Sherwin Chen
by Sherwin Chen
7 min read

Categories

Tags

Introduction

Meta reinforcement learning could be particularly challenging because the agent has to not only adapt to the new incoming data but also find an efficient way to explore the new environment. Current meta-RL algorithms rely heavily on on-policy experience, which limits their sample efficiency. Most of them also lack mechanisms to reason about task uncertainty when adapting to a new task, limiting their effectiveness in sparse reward problems.
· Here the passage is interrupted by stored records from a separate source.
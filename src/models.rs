//! Record shapes stored in the hosted backend.
//!
//! Field names match the backend's column names so rows deserialize as-is.

use chrono::{DateTime, Utc};
use serde::de::DeserializeOwned;
use serde::{Deserialize, Serialize};
use std::fmt;
use std::str::FromStr;

/// Backend record collections.
#[derive(Debug, Clone, Copy, PartialEq, Eq, Hash)]
pub enum Table {
    News,
    Services,
    Partners,
    /// Singleton company contact profile
    Contact,
    /// Inbound messages from the public contact form
    Contacts,
}

impl Table {
    pub fn as_str(&self) -> &'static str {
        match self {
            Table::News => "news",
            Table::Services => "services",
            Table::Partners => "partners",
            Table::Contact => "contact",
            Table::Contacts => "contacts",
        }
    }

    /// Whether rows get a server-filled `created_at`.
    pub fn has_created_at(&self) -> bool {
        !matches!(self, Table::Contact)
    }

    /// Whether rows get a server-filled `updated_at` on insert.
    pub fn has_updated_at(&self) -> bool {
        matches!(self, Table::News | Table::Services | Table::Contact)
    }
}

impl fmt::Display for Table {
    fn fmt(&self, f: &mut fmt::Formatter<'_>) -> fmt::Result {
        f.write_str(self.as_str())
    }
}

/// Object storage buckets.
#[derive(Debug, Clone, Copy, PartialEq, Eq, Hash)]
pub enum Bucket {
    NewsPdfs,
    ServicePdfs,
    PartnerLogos,
    ContactImages,
}

impl Bucket {
    pub fn as_str(&self) -> &'static str {
        match self {
            Bucket::NewsPdfs => "news-pdfs",
            Bucket::ServicePdfs => "service-pdfs",
            Bucket::PartnerLogos => "partner-logos",
            Bucket::ContactImages => "contact-images",
        }
    }
}

impl fmt::Display for Bucket {
    fn fmt(&self, f: &mut fmt::Formatter<'_>) -> fmt::Result {
        f.write_str(self.as_str())
    }
}

/// A row type with a matching insert/update payload.
pub trait Record: DeserializeOwned + Serialize + Clone + Send + Sync + 'static {
    /// Fields an admin can write.
    type Draft: Serialize + Send + Sync;

    const TABLE: Table;

    /// Whether updates stamp `updated_at`.
    const TRACKS_UPDATES: bool;

    fn id(&self) -> &str;
}

// ==================== News ====================

#[derive(Debug, Clone, PartialEq, Serialize, Deserialize)]
pub struct NewsArticle {
    pub id: String,
    pub title: String,
    pub content: String,
    /// Category label
    pub cat: String,
    pub pdf_file_path: Option<String>,
    pub published: bool,
    pub created_at: DateTime<Utc>,
    pub updated_at: DateTime<Utc>,
}

#[derive(Debug, Clone, Default, PartialEq, Serialize, Deserialize)]
pub struct NewsDraft {
    pub title: String,
    pub content: String,
    pub cat: String,
    pub pdf_file_path: Option<String>,
    pub published: bool,
}

impl Record for NewsArticle {
    type Draft = NewsDraft;
    const TABLE: Table = Table::News;
    const TRACKS_UPDATES: bool = true;

    fn id(&self) -> &str {
        &self.id
    }
}

impl From<&NewsArticle> for NewsDraft {
    fn from(article: &NewsArticle) -> Self {
        Self {
            title: article.title.clone(),
            content: article.content.clone(),
            cat: article.cat.clone(),
            pdf_file_path: article.pdf_file_path.clone(),
            published: article.published,
        }
    }
}

// ==================== Services ====================

#[derive(Debug, Clone, PartialEq, Serialize, Deserialize)]
pub struct Service {
    pub id: String,
    pub title: String,
    pub description: String,
    pub icon: Option<String>,
    /// Stored document paths in `service-pdfs`, in upload order
    pub files: Option<Vec<String>>,
    pub active: bool,
    pub created_at: DateTime<Utc>,
    pub updated_at: DateTime<Utc>,
}

impl Service {
    pub fn documents(&self) -> &[String] {
        self.files.as_deref().unwrap_or(&[])
    }

    /// The stored icon, if it names a supported one.
    pub fn icon(&self) -> Option<ServiceIcon> {
        self.icon.as_deref().and_then(|name| name.parse().ok())
    }
}

#[derive(Debug, Clone, PartialEq, Serialize, Deserialize)]
pub struct ServiceDraft {
    pub title: String,
    pub description: String,
    pub icon: Option<String>,
    pub files: Vec<String>,
    pub active: bool,
}

impl Default for ServiceDraft {
    fn default() -> Self {
        Self {
            title: String::new(),
            description: String::new(),
            icon: Some(ServiceIcon::default().as_str().to_string()),
            files: Vec::new(),
            active: true,
        }
    }
}

impl Record for Service {
    type Draft = ServiceDraft;
    const TABLE: Table = Table::Services;
    const TRACKS_UPDATES: bool = true;

    fn id(&self) -> &str {
        &self.id
    }
}

impl From<&Service> for ServiceDraft {
    fn from(service: &Service) -> Self {
        Self {
            title: service.title.clone(),
            description: service.description.clone(),
            icon: service.icon.clone(),
            files: service.documents().to_vec(),
            active: service.active,
        }
    }
}

/// Icons a service card can show.
#[derive(Debug, Clone, Copy, PartialEq, Eq, Hash, Default)]
pub enum ServiceIcon {
    #[default]
    Radio,
    Scan,
    Magnet,
    Eye,
    Droplets,
    Ruler,
    Building2,
    Flame,
}

impl ServiceIcon {
    pub const ALL: [ServiceIcon; 8] = [
        ServiceIcon::Radio,
        ServiceIcon::Scan,
        ServiceIcon::Magnet,
        ServiceIcon::Eye,
        ServiceIcon::Droplets,
        ServiceIcon::Ruler,
        ServiceIcon::Building2,
        ServiceIcon::Flame,
    ];

    pub fn as_str(&self) -> &'static str {
        match self {
            ServiceIcon::Radio => "Radio",
            ServiceIcon::Scan => "Scan",
            ServiceIcon::Magnet => "Magnet",
            ServiceIcon::Eye => "Eye",
            ServiceIcon::Droplets => "Droplets",
            ServiceIcon::Ruler => "Ruler",
            ServiceIcon::Building2 => "Building2",
            ServiceIcon::Flame => "Flame",
        }
    }

    /// Glyph used in place of the icon font.
    pub fn glyph(&self) -> &'static str {
        match self {
            ServiceIcon::Radio => "📡",
            ServiceIcon::Scan => "🔍",
            ServiceIcon::Magnet => "🧲",
            ServiceIcon::Eye => "👁",
            ServiceIcon::Droplets => "💧",
            ServiceIcon::Ruler => "📏",
            ServiceIcon::Building2 => "🏢",
            ServiceIcon::Flame => "🔥",
        }
    }
}

impl FromStr for ServiceIcon {
    type Err = String;

    fn from_str(s: &str) -> Result<Self, Self::Err> {
        ServiceIcon::ALL
            .into_iter()
            .find(|icon| icon.as_str() == s)
            .ok_or_else(|| format!("Unsupported service icon: '{}'", s))
    }
}

impl fmt::Display for ServiceIcon {
    fn fmt(&self, f: &mut fmt::Formatter<'_>) -> fmt::Result {
        f.write_str(self.as_str())
    }
}

// ==================== Partners ====================

#[derive(Debug, Clone, PartialEq, Serialize, Deserialize)]
pub struct Partner {
    pub id: String,
    pub name: String,
    pub description: String,
    pub logo_path: Option<String>,
    pub website: Option<String>,
    pub order_index: i32,
    pub created_at: DateTime<Utc>,
}

#[derive(Debug, Clone, Default, PartialEq, Serialize, Deserialize)]
pub struct PartnerDraft {
    pub name: String,
    pub description: String,
    pub logo_path: Option<String>,
    pub website: Option<String>,
    pub order_index: i32,
}

impl Record for Partner {
    type Draft = PartnerDraft;
    const TABLE: Table = Table::Partners;
    const TRACKS_UPDATES: bool = false;

    fn id(&self) -> &str {
        &self.id
    }
}

impl From<&Partner> for PartnerDraft {
    fn from(partner: &Partner) -> Self {
        Self {
            name: partner.name.clone(),
            description: partner.description.clone(),
            logo_path: partner.logo_path.clone(),
            website: partner.website.clone(),
            order_index: partner.order_index,
        }
    }
}

// ==================== Contact profile ====================

#[derive(Debug, Clone, PartialEq, Serialize, Deserialize)]
pub struct ContactProfile {
    pub id: String,
    pub name: String,
    pub email: String,
    pub phone: String,
    pub address: String,
    pub image_path: Option<String>,
    pub updated_at: DateTime<Utc>,
}

#[derive(Debug, Clone, Default, PartialEq, Serialize, Deserialize)]
pub struct ContactProfileDraft {
    pub name: String,
    pub email: String,
    pub phone: String,
    pub address: String,
    pub image_path: Option<String>,
}

impl Record for ContactProfile {
    type Draft = ContactProfileDraft;
    const TABLE: Table = Table::Contact;
    const TRACKS_UPDATES: bool = true;

    fn id(&self) -> &str {
        &self.id
    }
}

impl From<&ContactProfile> for ContactProfileDraft {
    fn from(profile: &ContactProfile) -> Self {
        Self {
            name: profile.name.clone(),
            email: profile.email.clone(),
            phone: profile.phone.clone(),
            address: profile.address.clone(),
            image_path: profile.image_path.clone(),
        }
    }
}

// ==================== Contact messages ====================

#[derive(Debug, Clone, PartialEq, Serialize, Deserialize)]
pub struct ContactMessage {
    pub id: String,
    pub name: String,
    pub email: String,
    pub content: String,
    pub created_at: DateTime<Utc>,
}

#[derive(Debug, Clone, Default, PartialEq, Serialize, Deserialize)]
pub struct ContactMessageDraft {
    pub name: String,
    pub email: String,
    pub content: String,
}

impl Record for ContactMessage {
    type Draft = ContactMessageDraft;
    const TABLE: Table = Table::Contacts;
    const TRACKS_UPDATES: bool = false;

    fn id(&self) -> &str {
        &self.id
    }
}

#[cfg(test)]
mod tests {
    use super::*;
    use serde_json::json;

    // ==================== Deserialization Tests ====================

    #[test]
    fn test_news_row_deserialization() {
        let row = json!({
            "id": "0b7f4c1e-2d1c-4a57-9a8e-3f4b5c6d7e8f",
            "title": "New ultrasonic equipment",
            "content": "We added phased array units.",
            "cat": "Equipment",
            "pdf_file_path": null,
            "published": true,
            "created_at": "2024-01-15T10:30:00.123456+00:00",
            "updated_at": "2024-01-15T10:30:00+00:00"
        });

        let article: NewsArticle = serde_json::from_value(row).expect("Should deserialize");
        assert_eq!(article.cat, "Equipment");
        assert!(article.pdf_file_path.is_none());
        assert!(article.published);
    }

    #[test]
    fn test_service_with_null_files_has_no_documents() {
        let row = json!({
            "id": "s1",
            "title": "Ultrasonic Testing",
            "description": "UT",
            "icon": null,
            "files": null,
            "active": true,
            "created_at": "2024-01-15T10:30:00Z",
            "updated_at": "2024-01-15T10:30:00Z"
        });

        let service: Service = serde_json::from_value(row).expect("Should deserialize");
        assert!(service.documents().is_empty());
        assert!(service.icon().is_none());
    }

    #[test]
    fn test_partner_website_optional() {
        let row = json!({
            "id": "p1",
            "name": "Erdenet Mining",
            "description": "Copper",
            "logo_path": "1700000000000-a.png",
            "website": null,
            "order_index": 2,
            "created_at": "2024-01-15T10:30:00Z"
        });

        let partner: Partner = serde_json::from_value(row).expect("Should deserialize");
        assert_eq!(partner.order_index, 2);
        assert!(partner.website.is_none());
    }

    #[test]
    fn test_news_draft_serializes_null_path() {
        let draft = NewsDraft {
            title: "t".to_string(),
            ..Default::default()
        };
        let value = serde_json::to_value(&draft).unwrap();
        assert_eq!(value["pdf_file_path"], serde_json::Value::Null);
        assert_eq!(value["published"], false);
    }

    // ==================== Service Icon Tests ====================

    #[test]
    fn test_icon_parse_known() {
        for icon in ServiceIcon::ALL {
            assert_eq!(icon.as_str().parse::<ServiceIcon>().unwrap(), icon);
        }
    }

    #[test]
    fn test_icon_parse_unknown() {
        assert!("Wrench".parse::<ServiceIcon>().is_err());
        assert!("radio".parse::<ServiceIcon>().is_err());
        assert!("".parse::<ServiceIcon>().is_err());
    }

    #[test]
    fn test_service_icon_accessor_ignores_unknown_names() {
        let mut service = Service {
            id: "s1".to_string(),
            title: "Magnetic Particle".to_string(),
            description: "MT".to_string(),
            icon: Some("Magnet".to_string()),
            files: Some(vec!["a.pdf".to_string()]),
            active: true,
            created_at: Utc::now(),
            updated_at: Utc::now(),
        };
        assert_eq!(service.icon(), Some(ServiceIcon::Magnet));

        service.icon = Some("Unicorn".to_string());
        assert_eq!(service.icon(), None);
    }

    #[test]
    fn test_service_draft_defaults_to_radio_and_active() {
        let draft = ServiceDraft::default();
        assert_eq!(draft.icon.as_deref(), Some("Radio"));
        assert!(draft.active);
    }

    // ==================== Table Tests ====================

    #[test]
    fn test_table_names() {
        assert_eq!(Table::News.as_str(), "news");
        assert_eq!(Table::Contact.as_str(), "contact");
        assert_eq!(Table::Contacts.as_str(), "contacts");
        assert_eq!(Bucket::PartnerLogos.as_str(), "partner-logos");
    }

    #[test]
    fn test_table_timestamps() {
        assert!(Table::Partners.has_created_at());
        assert!(!Table::Partners.has_updated_at());
        assert!(!Table::Contact.has_created_at());
        assert!(Table::Contact.has_updated_at());
    }
}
We discuss a meta-RL algorithm that attempts to address these challenges. In a nutshell, the algorithm, namely Probabilistic Embeddings for Actor-critic RL(PEARL) proposed by Rakelly & Zhou et al. in ICLR 2019, is comprised of two parts: It learns a probabilistic latent context that sufficiently describes a task; conditioned on that latent context, an off-policy RL algorithm learns to take actions. In this framework, the probabilistic latent context serves as the belief state of the current task. By conditioning the RL algorithm on the latent context, we expect the RL algorithm to learn to distinguish different tasks. Moreover, this disentangles task inference from action making, which, as we will see later, makes an off-policy algorithm applicable to meta-learning.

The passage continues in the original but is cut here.